I am on a tennis court hitting with my friend Deb, and as I get ready to send some serves her way, she remarks, “I am not going to go for winners — just good solid returns.” I respond that “good” is a great way to go.

Similarly, when someone asks me, “How are you?” I frequently respond, “Good enough.” In other words, not “great” because “great” is a tall order — a high mark that is only occasionally met. “Good enough” to me means sufficient and sound.

Same goes for the question,  “How are book sales?” There is no New York Times bestseller in my experience so far, but occasional sales and random emails from readers keep me content enough. In other words, “good, not great,” as I take satisfaction in those smaller measures.

The topic of downsizing our expectations has been on my mind recently. And because timing is everything, I found it amusing that two people from very different worlds recently told me that their cherished read is Jim Collins’ book “Good to Great” — a classic on how organizations can achieve greatness.  The two admirers spanned the gamut with one being a CEO and the other being a rabbi. Both aimed to serve their customer well and build a healthy and vibrant team. I understood their pick as it appeals to our subliminal urge for greatness, but as I write this, I also take issue.

There are some unintended consequences resulting from our obsession with greatness. Parents have done immoral acts to help their children get into top-ranked schools to line them up for greatness. Our culture bears the scars of significant anxiety because of the pressure to be outstanding. Gawkers on social media revel at others’ amazing moments — weddings, vacations, personal achievements — all great stuff that makes the one sitting on the bench ask, “Why not me?”

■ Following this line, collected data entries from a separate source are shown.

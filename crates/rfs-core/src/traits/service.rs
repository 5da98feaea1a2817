//! Service marker trait.

/// Marker trait for business logic services.
///
/// Every service in `rfs-service` implements this trait so the API state
/// can hold them uniformly behind `Arc`.
pub trait Service: Send + Sync + 'static {}
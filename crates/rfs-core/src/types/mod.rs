//! Core type definitions used across the workspace.

pub mod id;

pub use id::*;
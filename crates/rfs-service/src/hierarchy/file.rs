//! File operations.

use tracing::info;

use rfs_core::error::AppError;
use rfs_core::result::AppResult;
use rfs_core::types::{FileId, FolderId};
use rfs_entity::file::{CreateFile, File};

use super::service::{HierarchyService, rejected};

impl HierarchyService {
    /// Gets a file by ID.
    pub async fn get_file(&self, id: FileId) -> AppResult<File> {
        self.store
            .get_file(id)
            .await?
            .ok_or_else(|| AppError::not_found(format!("File {id} not found")))
    }

    /// Lists the files directly inside folder `id`.
    pub async fn list_files_in(&self, id: FolderId) -> AppResult<Vec<File>> {
        self.require_folder(id).await?;
        self.store.child_files(id).await
    }

    /// Registers a file record under an existing folder.
    ///
    /// `path` points at bytes stored elsewhere and is never interpreted here.
    pub async fn create_file(
        &self,
        name: &str,
        path: &str,
        parent_id: FolderId,
    ) -> AppResult<FileId> {
        let _guard = self.lock_mutations().await;

        if !self.store.folder_exists(parent_id).await? {
            return Err(rejected(
                "create_file",
                AppError::bad_request(format!("Parent folder {parent_id} does not exist")),
            ));
        }

        let id = self
            .store
            .create_file(&CreateFile {
                name: name.to_string(),
                path: path.to_string(),
                parent_id,
            })
            .await?;

        info!(file_id = %id, parent_id = %parent_id, name = %name, "File created");
        Ok(id)
    }

    /// Renames a file.
    pub async fn update_file(&self, id: FileId, name: &str) -> AppResult<()> {
        if !self.store.file_exists(id).await? {
            return Err(rejected(
                "update_file",
                AppError::not_found(format!("File {id} not found")),
            ));
        }
        self.store.rename_file(id, name).await?;

        info!(file_id = %id, name = %name, "File renamed");
        Ok(())
    }

    /// Moves a file into `destination_id`. Either id missing is `BadRequest`.
    pub async fn move_file(&self, id: FileId, destination_id: FolderId) -> AppResult<()> {
        let _guard = self.lock_mutations().await;

        if !self.store.folder_exists(destination_id).await? {
            return Err(rejected(
                "move_file",
                AppError::bad_request(format!(
                    "Destination folder {destination_id} does not exist"
                )),
            ));
        }
        if !self.store.file_exists(id).await? {
            return Err(rejected(
                "move_file",
                AppError::bad_request(format!("File {id} does not exist")),
            ));
        }

        self.store.reparent_file(id, destination_id).await?;

        info!(file_id = %id, destination_id = %destination_id, "File moved");
        Ok(())
    }

    /// Deletes a single file.
    pub async fn delete_file(&self, id: FileId) -> AppResult<()> {
        let _guard = self.lock_mutations().await;

        if !self.store.file_exists(id).await? {
            return Err(rejected(
                "delete_file",
                AppError::not_found(format!("File {id} not found")),
            ));
        }

        self.store.delete_file(id).await?;

        info!(file_id = %id, "File deleted");
        Ok(())
    }
}
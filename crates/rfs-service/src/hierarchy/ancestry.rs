//! Upward walks along containment edges.

use std::collections::HashSet;

use rfs_core::result::AppResult;
use rfs_core::types::FolderId;
use rfs_database::ItemStore;
use rfs_entity::folder::Folder;

/// Folders from `start` up to the top of its chain, `start` first.
///
/// Returns an empty chain when `start` does not exist. A revisited id ends
/// the walk, so corrupt parent links cannot loop forever.
pub async fn ancestor_chain(store: &dyn ItemStore, start: FolderId) -> AppResult<Vec<Folder>> {
    let mut chain = Vec::new();
    let mut seen = HashSet::new();
    let mut cursor = Some(start);

    while let Some(id) = cursor {
        if !seen.insert(id) {
            break;
        }
        let Some(folder) = store.get_folder(id).await? else {
            break;
        };
        cursor = folder.parent_id;
        chain.push(folder);
    }

    Ok(chain)
}

/// Whether `candidate` is `start` itself or one of its ancestors.
pub async fn is_ancestor_or_self(
    store: &dyn ItemStore,
    candidate: FolderId,
    start: FolderId,
) -> AppResult<bool> {
    let chain = ancestor_chain(store, start).await?;
    Ok(chain.iter().any(|f| f.id == candidate))
}
//! Application configuration schemas.
//!
//! All configuration structs are deserialized via the `config` crate from
//! TOML files and `RFS__`-prefixed environment variables. Every section
//! has defaults, so the server starts with no configuration file at all.

pub mod app;
pub mod database;
pub mod logging;
pub mod store;

use serde::{Deserialize, Serialize};

pub use self::app::{CorsConfig, ServerConfig};
pub use self::database::DatabaseConfig;
pub use self::logging::LoggingConfig;
pub use self::store::{HierarchyConfig, StoreBackend, StoreConfig};

use crate::error::AppError;

/// Root application configuration.
///
/// Top-level deserialization target for the merged configuration
/// (`config/default.toml` + environment overlay + environment variables).
#[derive(Debug, Clone, Default, Serialize, Deserialize)]
pub struct AppConfig {
    /// HTTP server settings.
    #[serde(default)]
    pub server: ServerConfig,
    /// Item store selection.
    #[serde(default)]
    pub store: StoreConfig,
    /// Database connection settings.
    #[serde(default)]
    pub database: DatabaseConfig,
    /// Hierarchy engine settings.
    #[serde(default)]
    pub hierarchy: HierarchyConfig,
    /// Logging settings.
    #[serde(default)]
    pub logging: LoggingConfig,
}

impl AppConfig {
    /// Load configuration from TOML files.
    ///
    /// Merges `config/default.toml`, the environment-specific overlay
    /// `config/{env}.toml`, and environment variables prefixed with `RFS__`
    /// (for example `RFS__SERVER__PORT=9000`).
    pub fn load(env: &str) -> Result<Self, AppError> {
        let config = config::Config::builder()
            .add_source(config::File::with_name("config/default").required(false))
            .add_source(config::File::with_name(&format!("config/{env}")).required(false))
            .add_source(
                config::Environment::with_prefix("RFS")
                    .prefix_separator("__")
                    .separator("__")
                    .try_parsing(true),
            )
            .build()
            .map_err(|e| AppError::configuration(format!("Failed to build config: {e}")))?;

        config
            .try_deserialize()
            .map_err(|e| AppError::configuration(format!("Failed to deserialize config: {e}")))
    }

    /// Parse configuration from an inline TOML document.
    pub fn from_toml(toml: &str) -> Result<Self, AppError> {
        config::Config::builder()
            .add_source(config::File::from_str(toml, config::FileFormat::Toml))
            .build()?
            .try_deserialize()
            .map_err(AppError::from)
    }
}

#[cfg(test)]
mod tests {
    use super::*;

    #[test]
    fn test_empty_document_uses_defaults() {
        let config = AppConfig::from_toml("").expect("empty config should load");
        assert_eq!(config.server.port, 8080);
        assert_eq!(config.store.backend, StoreBackend::Memory);
        assert!(config.hierarchy.serialize_mutations);
        assert_eq!(config.hierarchy.max_tree_depth, 64);
    }

    #[test]
    fn test_overrides_are_applied() {
        let config = AppConfig::from_toml(
            r#"
            [server]
            port = 9090

            [store]
            backend = "postgres"

            [hierarchy]
            serialize_mutations = false
            "#,
        )
        .expect("config should load");

        assert_eq!(config.server.port, 9090);
        assert_eq!(config.server.bind_address(), "0.0.0.0:9090");
        assert_eq!(config.store.backend, StoreBackend::Postgres);
        assert!(!config.hierarchy.serialize_mutations);
    }

    #[test]
    fn test_unknown_backend_is_rejected() {
        let err = AppConfig::from_toml("[store]\nbackend = \"neo4j\"\n")
            .expect_err("unknown backend must fail");
        assert_eq!(err.kind, crate::error::ErrorKind::Configuration);
    }
}
#[cfg(test)]
mod tests {
    use rfs_core::error::ErrorKind;

    use super::*;

    async fn folder(store: &MemoryItemStore, name: &str, parent_id: FolderId) -> FolderId {
        store
            .create_folder(&CreateFolder {
                name: name.to_string(),
                parent_id,
            })
            .await
            .expect("create folder")
    }

    async fn file(store: &MemoryItemStore, name: &str, parent_id: FolderId) -> FileId {
        store
            .create_file(&CreateFile {
                name: name.to_string(),
                path: format!("/blobs/{name}"),
                parent_id,
            })
            .await
            .expect("create file")
    }

    #[tokio::test]
    async fn test_bootstraps_single_root() {
        let store = MemoryItemStore::new();
        let root = store.root_id().await.unwrap();

        let folder = store.get_folder(root).await.unwrap().expect("root exists");
        assert_eq!(folder.name, ROOT_FOLDER_NAME);
        assert_eq!(folder.parent_id, None);
        assert!(store.is_root(root).await.unwrap());
    }

    #[tokio::test]
    async fn test_ids_are_never_reused() {
        let store = MemoryItemStore::new();
        let root = store.root_id().await.unwrap();

        let first = folder(&store, "a", root).await;
        store.delete_subtree(first).await.unwrap();
        let second = folder(&store, "b", root).await;

        assert_ne!(first, second);
        assert_ne!(second, root);
    }

    #[tokio::test]
    async fn test_create_under_missing_parent_is_bad_request() {
        let store = MemoryItemStore::new();
        let err = store
            .create_folder(&CreateFolder {
                name: "orphan".into(),
                parent_id: FolderId::new(404),
            })
            .await
            .unwrap_err();
        assert_eq!(err.kind, ErrorKind::BadRequest);
    }

    #[tokio::test]
    async fn test_children_are_sorted_by_name() {
        let store = MemoryItemStore::new();
        let root = store.root_id().await.unwrap();
        folder(&store, "zeta", root).await;
        folder(&store, "alpha", root).await;

        let names: Vec<String> = store
            .child_folders(root)
            .await
            .unwrap()
            .into_iter()
            .map(|f| f.name)
            .collect();
        assert_eq!(names, vec!["alpha", "zeta"]);
    }

    #[tokio::test]
    async fn test_reparent_rejects_cycles() {
        let store = MemoryItemStore::new();
        let root = store.root_id().await.unwrap();
        let a = folder(&store, "a", root).await;
        let b = folder(&store, "b", a).await;

        let err = store.reparent_folder(a, Some(b)).await.unwrap_err();
        assert_eq!(err.kind, ErrorKind::IllegalOperation);

        let err = store.reparent_folder(a, Some(a)).await.unwrap_err();
        assert_eq!(err.kind, ErrorKind::IllegalOperation);

        let a_record = store.get_folder(a).await.unwrap().unwrap();
        assert_eq!(a_record.parent_id, Some(root));
    }

    #[tokio::test]
    async fn test_reparent_root_is_illegal() {
        let store = MemoryItemStore::new();
        let root = store.root_id().await.unwrap();
        let a = folder(&store, "a", root).await;

        let err = store.reparent_folder(root, Some(a)).await.unwrap_err();
        assert_eq!(err.kind, ErrorKind::IllegalOperation);
    }

    #[tokio::test]
    async fn test_reparent_to_none_detaches_without_creating_a_root() {
        let store = MemoryItemStore::new();
        let root = store.root_id().await.unwrap();
        let a = folder(&store, "a", root).await;

        store.reparent_folder(a, None).await.unwrap();

        let a_record = store.get_folder(a).await.unwrap().unwrap();
        assert_eq!(a_record.parent_id, None);
        assert!(!store.is_root(a).await.unwrap());
        assert_eq!(store.root_id().await.unwrap(), root);
    }

    #[tokio::test]
    async fn test_delete_subtree_removes_only_descendants() {
        let store = MemoryItemStore::new();
        let root = store.root_id().await.unwrap();
        let photos = folder(&store, "Photos", root).await;
        let summer = folder(&store, "Summer", photos).await;
        let a = file(&store, "a.txt", summer).await;
        let docs = folder(&store, "Docs", root).await;
        let b = file(&store, "b.txt", docs).await;

        let removed = store.delete_subtree(photos).await.unwrap();
        assert!(removed.contains_folder(photos));
        assert!(removed.contains_folder(summer));
        assert!(removed.contains_file(a));

        assert!(!store.folder_exists(photos).await.unwrap());
        assert!(!store.folder_exists(summer).await.unwrap());
        assert!(!store.file_exists(a).await.unwrap());
        assert!(store.folder_exists(docs).await.unwrap());
        assert!(store.file_exists(b).await.unwrap());
    }

    #[tokio::test]
    async fn test_delete_subtree_of_deep_chain_with_siblings() {
        let store = MemoryItemStore::new();
        let root = store.root_id().await.unwrap();
        let top = folder(&store, "top", root).await;

        let mut chain = vec![top];
        let mut chain_files = Vec::new();
        for depth in 0..200 {
            let parent = *chain.last().unwrap();
            chain_files.push(file(&store, &format!("f{depth}"), parent).await);
            chain.push(folder(&store, &format!("d{depth}"), parent).await);
        }
        let mut keep = Vec::new();
        for i in 0..50 {
            keep.push(folder(&store, &format!("keep{i}"), root).await);
        }
        let kept_file = file(&store, "kept.txt", keep[0]).await;

        let removed = store.delete_subtree(top).await.unwrap();

        assert_eq!(removed.folders.len(), chain.len());
        assert_eq!(removed.files.len(), chain_files.len());
        assert_eq!(removed.folders[0], top);
        assert!(chain.iter().all(|id| removed.contains_folder(*id)));
        assert!(chain_files.iter().all(|id| removed.contains_file(*id)));
        for id in &keep {
            assert!(store.folder_exists(*id).await.unwrap());
        }
        assert!(store.file_exists(kept_file).await.unwrap());
        assert_eq!(store.child_folders(root).await.unwrap().len(), keep.len());
    }

    #[tokio::test]
    async fn test_delete_subtree_guards_root_and_missing() {
        let store = MemoryItemStore::new();
        let root = store.root_id().await.unwrap();

        let err = store.delete_subtree(root).await.unwrap_err();
        assert_eq!(err.kind, ErrorKind::IllegalOperation);

        let err = store.delete_subtree(FolderId::new(99)).await.unwrap_err();
        assert_eq!(err.kind, ErrorKind::NotFound);
    }

    #[tokio::test]
    async fn test_delete_missing_file_is_not_found() {
        let store = MemoryItemStore::new();
        let err = store.delete_file(FileId::new(7)).await.unwrap_err();
        assert_eq!(err.kind, ErrorKind::NotFound);
    }
}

As I shared this topic with Bernie, my 89-year-old father-in-law, who is wonderfully obsessed with classical music and still plays bassoon in his community orchestra, he said, “Well, my orchestra is good, not great, but if we only cared about great, then I wouldn’t be playing.”

The thought of him not playing made me wince.

Bernie also conducts a choir where again the idea of “good” is valued. Bernie candidly shared, “When I conduct the choir, I sometimes get a rare moment which is really good, and I appreciate that moment because it stands out from the rest.” An objective ear may or may not be as complimentary, but does it really matter? To those performing, good is great.

Whether it’s tennis, books, choirs or any human pursuit, we more easily flourish with expectations of good.  The pressure is off, and we don’t feel the burden of greatness. We get to have fun. We aren’t pushed to abandon our moral compass for some greater goal. We get to celebrate being imperfectly human.

Now sometimes the distinction between good and great can be blurry. I shared a story with my son about my tennis-playing friend Deb. We were taking a walk by a lake when we witnessed a mother duck leading her six ducklings in single file. All of the sudden, the last duckling fell through a storm drain and into the sewer. Deb and I could hear the chirping down below but had no way rescue the duckling.

Deb immediately called Public Works to report a trapped duckling. We had to be on our way, so we were unable to verify that they came. The next day I saw our mailman, who knows way more about the goings on in the neighborhood than the rest of us, and he reported that the duckling was rescued.

As I shared this story with my son, I cited the rescue of the duckling as a good outcome. My son countered that it was great. After all, two nice citizens (actually one) reported the incident. The town’s public services followed up to rescue the duckling, and the mailman could report it.

“But who knows if the duckling reunited with his mom?” I asked.  My son retorted, “I think the point is that you cared, the city cared, and the duckling was rescued. How is that not great?”

So there you have it: Sometimes great can masquerade as good, which makes good great.